When is a space with a sharp base metrizable?
We summarize the relevant results of \cite{AA}, \cite{A} and \cite{BL} in 
the following theorem.

\begin{thm}\label{metr}
Let $X$ be a regular space with a sharp base, then $X$ is metrizable if
any of the following hold:
\begin{enumerate}
\item $X$ is separable;
\item $X$ is locally compact (so a manifold with sharp base is metrizable);
\item $X$ is countably compact; \label{cc}
\item $X$ is pseudocompact and CCC;\label{ccc}
\item $X$ is a GO space.
\end{enumerate}
\end{thm}

A space is pseudocompact if every continuous real valued function is
bounded.
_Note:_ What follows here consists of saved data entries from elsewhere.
//! Encoding Templates.
//!
//! A template describes the 32 bit positions of one instruction kind, most
//! significant bit first. Each position is a literal `0`/`1` or belongs to an
//! operand field: `f` is the first operand, `s` the second, `t` the third.
//! Whitespace is ignored, so templates may be grouped by field:
//!
//! ```text
//! 000000 sssss ttttt fffff 00000 100000
//! ```
//!
//! Literal positions become a `(mask, expected)` pair for matching; operand
//! positions become contiguous `Field`s for extraction and encoding.

use std::fmt;

use serde::{Serialize, Serializer};

use crate::common::constants::{MAX_OPERANDS, WORD_BITS};
use crate::common::error::{EncodeError, TemplateError};

/// Template characters naming operand fields, in operand order.
pub const FIELD_CHARS: [char; MAX_OPERANDS] = ['f', 's', 't'];

/// Returns a mask of the low `width` bits.
const fn low_mask(width: u32) -> u32 {
    if width >= WORD_BITS {
        u32::MAX
    } else {
        (1 << width) - 1
    }
}

/// One contiguous operand field of a template.
#[derive(Clone, Copy, Debug, PartialEq, Eq)]
pub struct Field {
    /// Operand index (0 for `f`, 1 for `s`, 2 for `t`).
    pub operand: usize,
    /// Bit position of the least significant bit of the field.
    pub lsb: u32,
    /// Width of the field in bits.
    pub width: u32,
}

impl Field {
    /// Returns the in-word mask covering this field.
    pub const fn mask(&self) -> u32 {
        low_mask(self.width) << self.lsb
    }

    /// Extracts the field from `word` as an unsigned value.
    #[inline]
    pub const fn extract(&self, word: u32) -> u32 {
        (word >> self.lsb) & low_mask(self.width)
    }

    /// Places `value` into the field position, truncated to the field width.
    #[inline]
    pub const fn place(&self, value: u32) -> u32 {
        (value & low_mask(self.width)) << self.lsb
    }
}

/// Parsed encoding template.
#[derive(Clone, Debug, PartialEq, Eq)]
pub struct Template {
    pattern: String,
    mask: u32,
    expected: u32,
    fields: Vec<Field>,
}

impl Template {
    /// Parses a template string.
    ///
    /// # Errors
    ///
    /// Returns a `TemplateError` when the string does not hold exactly 32 positions,
    /// contains an unknown character, splits an operand field into several runs, or
    /// leaves a gap in the operand numbering.
    pub fn parse(text: &str) -> Result<Self, TemplateError> {
        let bits: Vec<char> = text.chars().filter(|c| !c.is_whitespace()).collect();
        if bits.len() != WORD_BITS as usize {
            return Err(TemplateError::Length(bits.len()));
        }

        let mut mask = 0u32;
        let mut expected = 0u32;
        // (lsb, msb) of each operand field seen so far.
        let mut spans: [Option<(u32, u32)>; MAX_OPERANDS] = [None; MAX_OPERANDS];

        for (i, &ch) in bits.iter().enumerate() {
            let pos = WORD_BITS - 1 - i as u32;
            match ch {
                '0' => mask |= 1 << pos,
                '1' => {
                    mask |= 1 << pos;
                    expected |= 1 << pos;
                }
                _ => {
                    let operand = FIELD_CHARS
                        .iter()
                        .position(|&c| c == ch)
                        .ok_or(TemplateError::Char(ch))?;
                    let span = &mut spans[operand];
                    *span = match *span {
                        None => Some((pos, pos)),
                        Some((lsb, msb)) if lsb == pos + 1 => Some((pos, msb)),
                        Some(_) => return Err(TemplateError::NonContiguous(ch)),
                    };
                }
            }
        }

        let mut fields = Vec::with_capacity(MAX_OPERANDS);
        for (operand, span) in spans.iter().enumerate() {
            if let Some((lsb, msb)) = *span {
                if fields.len() != operand {
                    return Err(TemplateError::SparseOperands(fields.len()));
                }
                fields.push(Field {
                    operand,
                    lsb,
                    width: msb - lsb + 1,
                });
            }
        }

        Ok(Self {
            pattern: bits.into_iter().collect(),
            mask,
            expected,
            fields,
        })
    }

    /// Returns the normalized 32-character pattern (no whitespace).
    pub fn pattern(&self) -> &str {
        &self.pattern
    }

    /// Returns the mask of literal bit positions.
    pub const fn mask(&self) -> u32 {
        self.mask
    }

    /// Returns the required values of the literal bit positions.
    pub const fn expected(&self) -> u32 {
        self.expected
    }

    /// Returns the operand fields in operand order.
    pub fn fields(&self) -> &[Field] {
        &self.fields
    }

    /// Returns the number of operand fields.
    pub fn operand_count(&self) -> usize {
        self.fields.len()
    }

    /// Returns true if every literal position of the template matches `word`.
    #[inline]
    pub const fn matches(&self, word: u32) -> bool {
        word & self.mask == self.expected
    }

    /// Returns true if some word would match both templates.
    ///
    /// Two templates are disjoint only if they disagree on a bit that both fix.
    /// Identical templates are the degenerate overlapping case.
    pub const fn overlaps(&self, other: &Self) -> bool {
        let common = self.mask & other.mask;
        (self.expected ^ other.expected) & common == 0
    }

    /// Encodes operand values into a word matching this template.
    ///
    /// Each value is taken as unsigned and must fit its field.
    ///
    /// # Errors
    ///
    /// Returns `EncodeError::OperandCount` when the number of values differs from the
    /// number of operand fields, and `EncodeError::OutOfRange` when a value is negative
    /// or wider than its field.
    pub fn encode(&self, operands: &[i32]) -> Result<u32, EncodeError> {
        if operands.len() != self.fields.len() {
            return Err(EncodeError::OperandCount {
                expected: self.fields.len(),
                got: operands.len(),
            });
        }
        self.fields
            .iter()
            .zip(operands)
            .try_fold(self.expected, |word, (field, &value)| {
                let raw = u32::try_from(value)
                    .ok()
                    .filter(|&v| v <= low_mask(field.width))
                    .ok_or(EncodeError::OutOfRange {
                        operand: field.operand,
                        value,
                        width: field.width,
                    })?;
                Ok(word | field.place(raw))
            })
    }
}

impl fmt::Display for Template {
    fn fmt(&self, f: &mut fmt::Formatter<'_>) -> fmt::Result {
        f.write_str(&self.pattern)
    }
}

impl Serialize for Template {
    fn serialize<S: Serializer>(&self, serializer: S) -> Result<S::Ok, S::Error> {
        serializer.serialize_str(&self.pattern)
    }
}
//! # Template Tests
//!
//! Parsing rules (length, characters, contiguity, dense numbering), the
//! mask/expected pair, matching, overlap detection and encoding.

use chef_isa::common::{EncodeError, TemplateError};
use chef_isa::isa::template::{Field, Template};
use pretty_assertions::assert_eq;
use rstest::rstest;

const MIX: &str = "000000 sssss ttttt fffff 00000 100000";

// ══════════════════════════════════════════════════════════
// 1. Parsing
// ══════════════════════════════════════════════════════════

#[test]
fn parse_builds_mask_and_fields() {
    let t = Template::parse(MIX).unwrap();

    assert_eq!(t.pattern(), MIX.replace(' ', ""));
    assert_eq!(t.mask(), 0xFC00_07FF);
    assert_eq!(t.expected(), 0x0000_0020);
    assert_eq!(
        t.fields(),
        &[
            Field { operand: 0, lsb: 11, width: 5 },
            Field { operand: 1, lsb: 21, width: 5 },
            Field { operand: 2, lsb: 16, width: 5 },
        ]
    );
    assert_eq!(t.operand_count(), 3);
}

#[test]
fn parse_all_literal_template_has_no_operands() {
    let t = Template::parse("000000 00000 00000 00000 00000 111001").unwrap();
    assert_eq!(t.mask(), u32::MAX);
    assert_eq!(t.expected(), 0b111001);
    assert_eq!(t.operand_count(), 0);
}

#[test]
fn parse_ignores_whitespace_layout() {
    let grouped = Template::parse(MIX).unwrap();
    let packed = Template::parse(&MIX.replace(' ', "")).unwrap();
    assert_eq!(grouped, packed);
}

#[rstest]
#[case::short("000000 sssss ttttt fffff 00000 10000", TemplateError::Length(31))]
#[case::long("000000 sssss ttttt fffff 00000 1000000", TemplateError::Length(33))]
#[case::bad_char("000000 sssss ttttt fffff 00000 10000x", TemplateError::Char('x'))]
#[case::uppercase("000000 SSSSS ttttt fffff 00000 100000", TemplateError::Char('S'))]
#[case::split("000000 sssss fffff fffff sssss 100000", TemplateError::NonContiguous('s'))]
#[case::sparse("000000 sssss 00000 00000 00000 100000", TemplateError::SparseOperands(0))]
#[case::missing_second("000000 00000 ttttt fffff 00000 100000", TemplateError::SparseOperands(1))]
fn parse_rejects_malformed_templates(#[case] text: &str, #[case] expected: TemplateError) {
    assert_eq!(Template::parse(text), Err(expected));
}

#[test]
fn display_is_the_normalized_pattern() {
    let t = Template::parse(MIX).unwrap();
    assert_eq!(t.to_string(), t.pattern());
    assert_eq!(t.to_string().len(), 32);
}

// ══════════════════════════════════════════════════════════
// 2. Matching
// ══════════════════════════════════════════════════════════

#[test]
fn matches_ignores_operand_bits() {
    let t = Template::parse(MIX).unwrap();
    assert!(t.matches(0x0000_0020));
    assert!(t.matches(0x03FF_F820));
    assert!(!t.matches(0x0000_0021));
    assert!(!t.matches(0x0400_0020));
    // shamt is literal zero.
    assert!(!t.matches(0x0000_0060));
}

#[test]
fn overlaps_detects_shared_words() {
    let mix = Template::parse(MIX).unwrap();
    let same_funct = Template::parse("000000 00000 00000 fffff 00000 100000").unwrap();
    let other_funct = Template::parse("000000 sssss ttttt fffff 00000 100010").unwrap();
    let wide = Template::parse("000000 ffffffffffffffffffff 100000").unwrap();

    assert!(mix.overlaps(&mix));
    assert!(mix.overlaps(&same_funct));
    assert!(same_funct.overlaps(&mix));
    assert!(mix.overlaps(&wide));
    assert!(!mix.overlaps(&other_funct));
}

// ══════════════════════════════════════════════════════════
// 3. Encoding
// ══════════════════════════════════════════════════════════

#[test]
fn encode_places_operands_in_their_fields() {
    let t = Template::parse(MIX).unwrap();
    // mix $t0, $t1, $t2
    assert_eq!(t.encode(&[8, 9, 10]), Ok(0x012A_4020));
}

#[test]
fn encode_accepts_full_unsigned_field_range() {
    let t = Template::parse("001000 sssss fffff tttttttttttttttt").unwrap();
    assert_eq!(t.encode(&[31, 0, 0xFFFF]), Ok(0x201F_FFFF));
}

#[rstest]
#[case::register_too_wide(&[40, 9, 10], 0, 40, 5)]
#[case::negative_register(&[8, -1, 10], 1, -1, 5)]
#[case::last_register(&[8, 9, 32], 2, 32, 5)]
fn encode_rejects_values_outside_their_field(
    #[case] ops: &[i32],
    #[case] operand: usize,
    #[case] value: i32,
    #[case] width: u32,
) {
    let t = Template::parse(MIX).unwrap();
    assert_eq!(
        t.encode(ops),
        Err(EncodeError::OutOfRange {
            operand,
            value,
            width
        })
    );
}

#[test]
fn encode_rejects_wrong_operand_count() {
    let t = Template::parse(MIX).unwrap();
    assert_eq!(
        t.encode(&[8, 9]),
        Err(EncodeError::OperandCount {
            expected: 3,
            got: 2
        })
    );
    assert_eq!(
        t.encode(&[8, 9, 10, 11]),
        Err(EncodeError::OperandCount {
            expected: 3,
            got: 4
        })
    );
}

#[test]
fn encoded_words_match_their_template() {
    let t = Template::parse(MIX).unwrap();
    for ops in [[0, 0, 0], [31, 31, 31], [1, 2, 3]] {
        let word = t.encode(&ops).unwrap();
        assert!(t.matches(word), "{word:#010x}");
    }
}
Every (Tychonoff) pseudocompact space with a uniform base is
metrizable (see \cite{w}, \cite{sc} or \cite{us}), whilst a pseudocompact
space with a point-countable base need not be metrizable \cite{sha}.
Moreover pseudocompact Tychonoff spaces with regular $G_\dlt$-diagonals
are metrizable \cite{Mc}, whilst Mrowka's $\Psi$ space is an example of a
pseudocompact, non-metrizable Moore space. So it is natural to ask (see
\cite{AA} and \cite{A}) whether every pseudocompact space with a sharp
base is metrizable. The space $P$ of Example \ref{pseudex} shows that the
answer to this question is \lq no.\rq\ In addition, $P$ answers a number
of other questions in the negative: Alleche {\it et al.} ask whether the
product $X\times[0,1]$ has a sharp base if $X$ does; Heath and Lindgren
\cite{HL} ask whether a space with a weakly uniform base has a
$G^*_\dlt$-diagonal; and $P$ is another example (see \cite{sha} and
\cite{wat}) of a pseudocompact space with a point countable base that is
not compact, and is a non-compact pseudocompact space with a weakly
uniform base, answering questions of Peregudov \cite{per}.

\begin{ex}\label{pseudex}
There exists a Tychonoff, non-metrizable pseudocompact space with a sharp
base but without a $G_\dlt^*$-diagonal whose product with the closed unit
interval does not have a sharp base.
\end{ex}

\begin{proof} 
Our example is a modification of the example of a non-developable space
with a sharp base \cite {AA}. 
We add extra points to a (non-separable) metric space $B$ in such a way
that the resulting space is pseudocompact, has a sharp base but is not
compact, hence not metrizable.

Let $B={^\w\c}$ be the Tychonoff product of countably many copies of the
discrete space of size continuum with the usual Baire metric. 
For each finite partial function $f\in{^{<\w}\c}$, let $[f]$ denote the
basic open subset of $B$, $[f]=\{g\in{^\w\c}:f\subseteq g\}$ (so $[f]$ is
the collection of all elements of $B$ which agree with $f$ on 
$\dom f$). 
Note that, if $\dom f\subseteq\dom g$, then the two basic open sets $[f]$
and $[g]$ have non-empty intersection if and only if $f\subseteq g$ if and
only if $[g]\subseteq[f]$. 
If $[f]\cap[g]=\nowt$ then the functions $f$ and $g$ are incompatible (we
write $f\perp g$) and neither $f\subseteq g$ nor $g\subseteq f$.

Let 
$$\mathcal S=\{S\in{^\w({^{<\w}\c})}:\text{$S(m)\perp S(n)$,
for each $m$ and $n$}\},$$ 
so that each $S$ in $\mathcal S$ codes for a sequence of disjoint basic
open sets in $B$.
Enumerate $\mathcal S$ as $\{S_\alp:\alp\in\c\}$ in such a way that each
$S$ in $\mathcal S$ occurs $\c$ times. 
To ensure that our space is pseudocompact, we recursively add limit points
(to some of) these sequences of open sets. 
These limit points $s_\alp$ will have basic open neighbourhoods of the
form 
$$N(\alp,n)=\{s_\alp\}\cup\bigcup_{m\ge n}[T_\alp(m)],$$
where $T_\alp\in{^\w({^{<\w}\c})}$ is defined depending on $S_\alp$.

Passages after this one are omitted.